Zero-Latency Data Warehousing

Toward an Integrated Analysis Environment with Minimized Latency for Data Propagations

 

Robert M. Bruckner

Ph.D. thesis. 248 Pages. Department of Computer Science, Vienna University of Technology, November 2002.

 

Abstract:

Data warehousing is a powerful concept for organizations to analyze their business. It generates benefits for the business as it transforms the intelligence contained in the data into better decision-making, which results in more effective action. The most successful data warehouse implementations deliver business value on an iterative and continuous basis. Therefore, we propose a six-stage data warehouse evolution model in order to meet the need for minimized latency in certain data propagation and decision-making processes.

The zero-latency data warehouse is our vision of a data warehouse system which aims to decrease the time it takes to make a business decisions. In fact, there should be almost zero-latency between the cause and effect of a business decision. This doctoral thesis proposes a technical architecture for a zero-latency data warehouse and investigates its core components:

Time Consistency. We distinguish between two different temporal characterizations of the information appearing in a data warehouse: one is the classical description of the time instant when a given fact has occurred; the other represents the instant when the information is actually intelligible to the system. This distinction, implicit and usually not critical in on-line transaction processing applications, is of particular importance for zero-latency data warehouses. There it can be most useful (or even vital) to determine and analyze what the situation was in the past, with only the information available at a given point in time.

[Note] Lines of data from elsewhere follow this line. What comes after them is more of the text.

use log::{debug, info};

use crate::audio::VisualizationSnapshot;
use crate::sampling::Renderer;

/// Coarse band levels from a frequency buffer, each on a 0.0-1.0 scale.
#[derive(Debug, Clone, Copy, Default, PartialEq)]
pub struct FrequencyBands {
    pub sub_bass: f32,
    pub bass: f32,
    pub mid: f32,
    pub treble: f32,
    pub presence: f32,
}

impl FrequencyBands {
    /// Split the byte spectrum at 60, 250, 2000 and 8000 Hz.
    pub fn from_snapshot(snapshot: &VisualizationSnapshot, sample_rate: f32) -> Self {
        let spectrum = snapshot.frequency_data();
        let len = spectrum.len();
        if len == 0 {
            return Self::default();
        }

        // Bins cover 0..nyquist
        let bin_width = sample_rate / (len * 2) as f32;
        let bin = |hz: f32| ((hz / bin_width) as usize).min(len);

        let sub_bass_end = bin(60.0);
        let bass_end = bin(250.0);
        let mid_end = bin(2000.0);
        let treble_end = bin(8000.0);

        Self {
            sub_bass: average_range(spectrum, 0, sub_bass_end),
            bass: average_range(spectrum, sub_bass_end, bass_end),
            mid: average_range(spectrum, bass_end, mid_end),
            treble: average_range(spectrum, mid_end, treble_end),
            presence: average_range(spectrum, treble_end, len),
        }
    }
}

fn average_range(data: &[u8], start: usize, end: usize) -> f32 {
    if start >= end || start >= data.len() {
        return 0.0;
    }

    let end = end.min(data.len());
    let sum: u32 = data[start..end].iter().map(|&b| b as u32).sum();
    sum as f32 / ((end - start) as f32 * 255.0)
}

/// Renderer that writes band levels to the log instead of drawing.
pub struct SpectrumLogger {
    sample_rate: f32,
    log_every: u64,
    frames: u64,
    idle_frames: u64,
}

impl SpectrumLogger {
    pub fn new(sample_rate: f32, log_every: u64) -> Self {
        Self {
            sample_rate,
            log_every: log_every.max(1),
            frames: 0,
            idle_frames: 0,
        }
    }

    pub fn frames(&self) -> u64 {
        self.frames
    }
}

impl Renderer for SpectrumLogger {
    fn render_frame(&mut self, snapshot: Option<&VisualizationSnapshot>) {
        self.frames += 1;
        let Some(snapshot) = snapshot else {
            self.idle_frames += 1;
            if (self.idle_frames - 1) % self.log_every == 0 {
                debug!("No audio tap connected");
            }
            return;
        };

        if self.frames % self.log_every == 0 {
            let bands = FrequencyBands::from_snapshot(snapshot, self.sample_rate);
            info!(
                "🎵 Frame {}: level={:.2} sub={:.2} bass={:.2} mid={:.2} treble={:.2} presence={:.2}",
                self.frames,
                snapshot.average_level(),
                bands.sub_bass,
                bands.bass,
                bands.mid,
                bands.treble,
                bands.presence
            );
        }
    }
}
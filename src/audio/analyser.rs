use rustfft::{num_complex::Complex, FftPlanner};
use std::sync::Arc;

use crate::config::{AnalyserConfig, ConfigError};

/// Transform stage exposing byte-scaled frequency and time-domain buffers.
///
/// Samples are pushed in by whatever source is attached; the analyser keeps
/// the most recent `fft_size` of them in a ring. Frequency data is computed on
/// demand with per-bin temporal smoothing, so two reads in a row without new
/// input still converge towards the current spectrum.
pub struct Analyser {
    fft_size: usize,
    smoothing: f32,
    min_decibels: f32,
    max_decibels: f32,
    fft: Arc<dyn rustfft::Fft<f32>>,
    window: Vec<f32>,

    history: Vec<f32>,
    write_pos: usize,

    smoothed: Vec<f32>,
    buffer: Vec<Complex<f32>>,
    scratch: Vec<Complex<f32>>,
}

impl Analyser {
    /// Fails when `config` does not pass [`AnalyserConfig::validate`].
    pub fn new(config: &AnalyserConfig) -> Result<Self, ConfigError> {
        config.validate()?;
        let fft_size = config.fft_size;
        let mut planner = FftPlanner::new();
        let fft = planner.plan_fft_forward(fft_size);
        let scratch_len = fft.get_inplace_scratch_len();

        Ok(Self {
            fft_size,
            smoothing: config.smoothing,
            min_decibels: config.min_decibels,
            max_decibels: config.max_decibels,
            fft,
            window: Self::blackman_window(fft_size),
            history: vec![0.0; fft_size],
            write_pos: 0,
            smoothed: vec![0.0; fft_size / 2],
            buffer: vec![Complex::new(0.0, 0.0); fft_size],
            scratch: vec![Complex::new(0.0, 0.0); scratch_len],
        })
    }

    fn blackman_window(size: usize) -> Vec<f32> {
        let (a0, a1, a2) = (0.42, 0.5, 0.08);
        (0..size)
            .map(|i| {
                let phase = 2.0 * std::f32::consts::PI * i as f32 / size as f32;
                a0 - a1 * phase.cos() + a2 * (2.0 * phase).cos()
            })
            .collect()
    }

    pub fn fft_size(&self) -> usize {
        self.fft_size
    }

    pub fn frequency_bin_count(&self) -> usize {
        self.fft_size / 2
    }

    pub fn push_samples(&mut self, samples: &[f32]) {
        let start = samples.len().saturating_sub(self.fft_size);
        for &sample in &samples[start..] {
            self.history[self.write_pos] = sample;
            self.write_pos = (self.write_pos + 1) % self.fft_size;
        }
    }

    /// Oldest-first view of the ring.
    fn chronological(&self) -> impl Iterator<Item = f32> + '_ {
        self.history[self.write_pos..]
            .iter()
            .chain(self.history[..self.write_pos].iter())
            .copied()
    }

    fn update_spectrum(&mut self) {
        let n = self.fft_size;
        for i in 0..n {
            let sample = self.history[(self.write_pos + i) % n];
            self.buffer[i] = Complex::new(sample * self.window[i], 0.0);
        }

        self.fft.process_with_scratch(&mut self.buffer, &mut self.scratch);

        let scale = 1.0 / self.fft_size as f32;
        let tau = self.smoothing;
        for (bin, value) in self.smoothed.iter_mut().enumerate() {
            let magnitude = self.buffer[bin].norm() * scale;
            *value = tau * *value + (1.0 - tau) * magnitude;
        }
    }

    /// Fill `out` with smoothed magnitudes mapped from the decibel range onto 0..=255.
    pub fn byte_frequency_data(&mut self, out: &mut [u8]) {
        self.update_spectrum();

        let range = self.max_decibels - self.min_decibels;
        for (byte, &magnitude) in out.iter_mut().zip(self.smoothed.iter()) {
            *byte = if magnitude <= 0.0 {
                0
            } else {
                let db = 20.0 * magnitude.log10();
                (255.0 * (db - self.min_decibels) / range).clamp(0.0, 255.0) as u8
            };
        }
    }

    /// Fill `out` with the newest `out.len()` samples, oldest first, as
    /// `128 * (1 + x)` bytes. A buffer longer than `fft_size` keeps its tail.
    pub fn byte_time_domain_data(&self, out: &mut [u8]) {
        let skip = self.fft_size.saturating_sub(out.len());
        for (byte, sample) in out.iter_mut().zip(self.chronological().skip(skip)) {
            *byte = (128.0 * (1.0 + sample)).clamp(0.0, 255.0) as u8;
        }
    }

    pub fn reset(&mut self) {
        self.history.iter_mut().for_each(|s| *s = 0.0);
        self.smoothed.iter_mut().for_each(|s| *s = 0.0);
        self.write_pos = 0;
    }
}

#[cfg(test)]
mod tests {
    use super::*;

    fn analyser(fft_size: usize, smoothing: f32) -> Analyser {
        Analyser::new(&AnalyserConfig {
            fft_size,
            smoothing,
            ..AnalyserConfig::default()
        })
        .unwrap()
    }

    #[test]
    fn test_rejects_unusable_fft_size() {
        for fft_size in [0, 1000, 16] {
            let config = AnalyserConfig { fft_size, ..AnalyserConfig::default() };
            assert!(matches!(Analyser::new(&config), Err(ConfigError::Invalid(_))));
        }
    }

    #[test]
    fn test_silence_is_flat() {
        let mut analyser = analyser(256, 0.0);
        let mut freq = vec![255u8; 128];
        let mut time = vec![0u8; 128];

        analyser.byte_frequency_data(&mut freq);
        analyser.byte_time_domain_data(&mut time);

        assert!(freq.iter().all(|&b| b == 0));
        assert!(time.iter().all(|&b| b == 128));
    }

    #[test]
    fn test_sine_peaks_at_its_bin() {
        let fft_size = 1024;
        let sample_rate = 44100.0;
        let mut analyser = analyser(fft_size, 0.0);

        // Exactly on bin 40
        let frequency = 40.0 * sample_rate / fft_size as f32;
        let samples: Vec<f32> = (0..fft_size)
            .map(|n| (2.0 * std::f32::consts::PI * frequency * n as f32 / sample_rate).sin() * 0.5)
            .collect();
        analyser.push_samples(&samples);

        let mut freq = vec![0u8; fft_size / 2];
        analyser.byte_frequency_data(&mut freq);

        let peak = freq
            .iter()
            .enumerate()
            .max_by_key(|(_, &b)| b)
            .map(|(i, _)| i)
            .unwrap();
        assert!((39..=41).contains(&peak), "peak at bin {}", peak);
        assert!(freq[peak] > 200);
        assert!(freq[400] < freq[peak] / 2);
    }

    #[test]
    fn test_smoothing_decays_gradually() {
        let mut analyser = analyser(256, 0.85);
        let tone: Vec<f32> = (0..256).map(|n| (n as f32 * 0.3).sin()).collect();
        analyser.push_samples(&tone);

        let mut first = vec![0u8; 128];
        analyser.byte_frequency_data(&mut first);

        analyser.push_samples(&vec![0.0; 256]);
        let mut second = vec![0u8; 128];
        analyser.byte_frequency_data(&mut second);

        let first_peak = *first.iter().max().unwrap();
        let second_peak = *second.iter().max().unwrap();
        assert!(second_peak > 0, "smoothing should carry energy over");
        assert!(second_peak <= first_peak);
    }

    #[test]
    fn test_time_domain_keeps_latest_window() {
        let mut analyser = analyser(32, 0.0);
        analyser.push_samples(&vec![-1.0; 40]);
        analyser.push_samples(&[1.0; 4]);

        let mut time = vec![0u8; 32];
        analyser.byte_time_domain_data(&mut time);

        assert!(time[..28].iter().all(|&b| b == 0));
        assert!(time[28..].iter().all(|&b| b == 255));
    }

    #[test]
    fn test_half_length_time_buffer_holds_newest_samples() {
        let mut analyser = analyser(32, 0.0);
        analyser.push_samples(&vec![-1.0; 24]);
        analyser.push_samples(&[1.0; 8]);

        let mut time = vec![128u8; 16];
        analyser.byte_time_domain_data(&mut time);

        assert!(time[..8].iter().all(|&b| b == 0));
        assert!(time[8..].iter().all(|&b| b == 255));
    }
}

Near Real-Time Data Integration. We will discuss the changing requirements for near real-time data integration in data warehouses. In that context we will study the convergence of traditional ETL (extract-transform-load) and EAI (enterprise application integration) technology, as well as the ODS (operational data store) concept. Finally, we will describe a detailed architecture for near real-time data integration and evaluate two prototype implementations.

Active Decision-Making. Both for efficiency reasons and for consistency in decision-making, an organization will want to (semi-)automate decisions whenever the human mind does not add significant value. We investigate and evaluate several approaches for automating routine decision tasks (database triggers, event-condition-action rules, notifications, etc.). Furthermore, we will extend one of the prototypes with event-handling capabilities in order to enable active decision-making during near real-time data integration.

Finally, we will discuss strengths and limitations of zero-latency data warehouses, as well as some application scenarios, where the approach we propose strongly improves decision-making.